## What is required
Could you reproduce the lines below from the one with "filename notekeeper/src/auth/session.rs" through the one with "pub struct SessionIssuer"? Keep both ends and add nothing.

# # # #

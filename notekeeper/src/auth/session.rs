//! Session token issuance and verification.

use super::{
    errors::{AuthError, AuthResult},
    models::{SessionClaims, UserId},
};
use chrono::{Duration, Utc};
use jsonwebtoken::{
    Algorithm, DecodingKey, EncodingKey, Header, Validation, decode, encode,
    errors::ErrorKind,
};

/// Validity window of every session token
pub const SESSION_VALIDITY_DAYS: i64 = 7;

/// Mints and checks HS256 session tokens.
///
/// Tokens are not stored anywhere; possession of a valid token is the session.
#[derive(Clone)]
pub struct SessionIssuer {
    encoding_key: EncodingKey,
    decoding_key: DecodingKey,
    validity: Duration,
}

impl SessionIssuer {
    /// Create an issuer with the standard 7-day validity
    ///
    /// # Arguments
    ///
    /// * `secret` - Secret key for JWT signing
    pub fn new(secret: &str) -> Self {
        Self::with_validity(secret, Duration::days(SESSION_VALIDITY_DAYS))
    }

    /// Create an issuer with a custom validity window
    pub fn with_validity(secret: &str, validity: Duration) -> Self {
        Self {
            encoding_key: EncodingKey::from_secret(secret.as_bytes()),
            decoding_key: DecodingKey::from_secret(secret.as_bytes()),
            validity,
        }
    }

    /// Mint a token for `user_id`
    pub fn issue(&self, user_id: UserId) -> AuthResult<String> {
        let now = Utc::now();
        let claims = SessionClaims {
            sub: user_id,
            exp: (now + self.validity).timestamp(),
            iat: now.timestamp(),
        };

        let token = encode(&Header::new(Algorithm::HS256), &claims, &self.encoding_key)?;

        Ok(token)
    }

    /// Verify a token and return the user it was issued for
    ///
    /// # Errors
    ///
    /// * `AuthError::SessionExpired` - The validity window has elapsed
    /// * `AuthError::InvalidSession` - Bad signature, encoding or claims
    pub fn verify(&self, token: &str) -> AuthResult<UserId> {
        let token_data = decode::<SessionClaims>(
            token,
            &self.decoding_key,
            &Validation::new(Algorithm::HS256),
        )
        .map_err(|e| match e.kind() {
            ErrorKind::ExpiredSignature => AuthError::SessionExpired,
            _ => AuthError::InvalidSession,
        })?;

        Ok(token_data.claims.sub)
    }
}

# # # #

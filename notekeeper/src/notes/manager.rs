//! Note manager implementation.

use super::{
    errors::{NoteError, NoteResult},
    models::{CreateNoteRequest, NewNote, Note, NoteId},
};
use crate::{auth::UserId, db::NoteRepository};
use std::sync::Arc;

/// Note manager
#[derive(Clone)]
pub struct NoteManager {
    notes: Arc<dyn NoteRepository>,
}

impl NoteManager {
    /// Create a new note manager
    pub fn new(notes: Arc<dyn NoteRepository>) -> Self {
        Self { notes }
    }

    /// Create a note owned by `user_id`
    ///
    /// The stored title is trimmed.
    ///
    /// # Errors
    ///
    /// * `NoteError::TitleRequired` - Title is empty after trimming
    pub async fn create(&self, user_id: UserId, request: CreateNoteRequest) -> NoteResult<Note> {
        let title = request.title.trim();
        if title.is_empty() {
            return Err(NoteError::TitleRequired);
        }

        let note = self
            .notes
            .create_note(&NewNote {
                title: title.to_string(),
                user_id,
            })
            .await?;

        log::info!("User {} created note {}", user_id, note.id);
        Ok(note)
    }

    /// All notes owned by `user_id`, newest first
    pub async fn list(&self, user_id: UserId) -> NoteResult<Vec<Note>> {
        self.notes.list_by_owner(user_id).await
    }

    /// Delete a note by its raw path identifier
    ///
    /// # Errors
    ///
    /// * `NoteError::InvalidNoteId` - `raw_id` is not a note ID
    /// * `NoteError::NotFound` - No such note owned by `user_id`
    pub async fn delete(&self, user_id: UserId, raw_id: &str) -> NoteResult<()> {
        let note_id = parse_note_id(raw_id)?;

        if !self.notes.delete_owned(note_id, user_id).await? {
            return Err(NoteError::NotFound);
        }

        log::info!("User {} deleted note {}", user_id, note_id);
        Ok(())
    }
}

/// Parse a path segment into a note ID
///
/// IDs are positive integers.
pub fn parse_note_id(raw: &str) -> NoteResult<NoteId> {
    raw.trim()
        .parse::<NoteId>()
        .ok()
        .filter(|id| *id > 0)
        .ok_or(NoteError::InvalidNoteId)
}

# # # #

## Solution for this problem
filename notekeeper/src/auth/session.rs
//! Session token issuance and verification.

use super::{
    errors::{AuthError, AuthResult},
    models::{SessionClaims, UserId},
};
use chrono::{Duration, Utc};
use jsonwebtoken::{
    Algorithm, DecodingKey, EncodingKey, Header, Validation, decode, encode,
    errors::ErrorKind,
};

/// Validity window of every session token
pub const SESSION_VALIDITY_DAYS: i64 = 7;

/// Mints and checks HS256 session tokens.
///
/// Tokens are not stored anywhere; possession of a valid token is the session.
#[derive(Clone)]
pub struct SessionIssuer {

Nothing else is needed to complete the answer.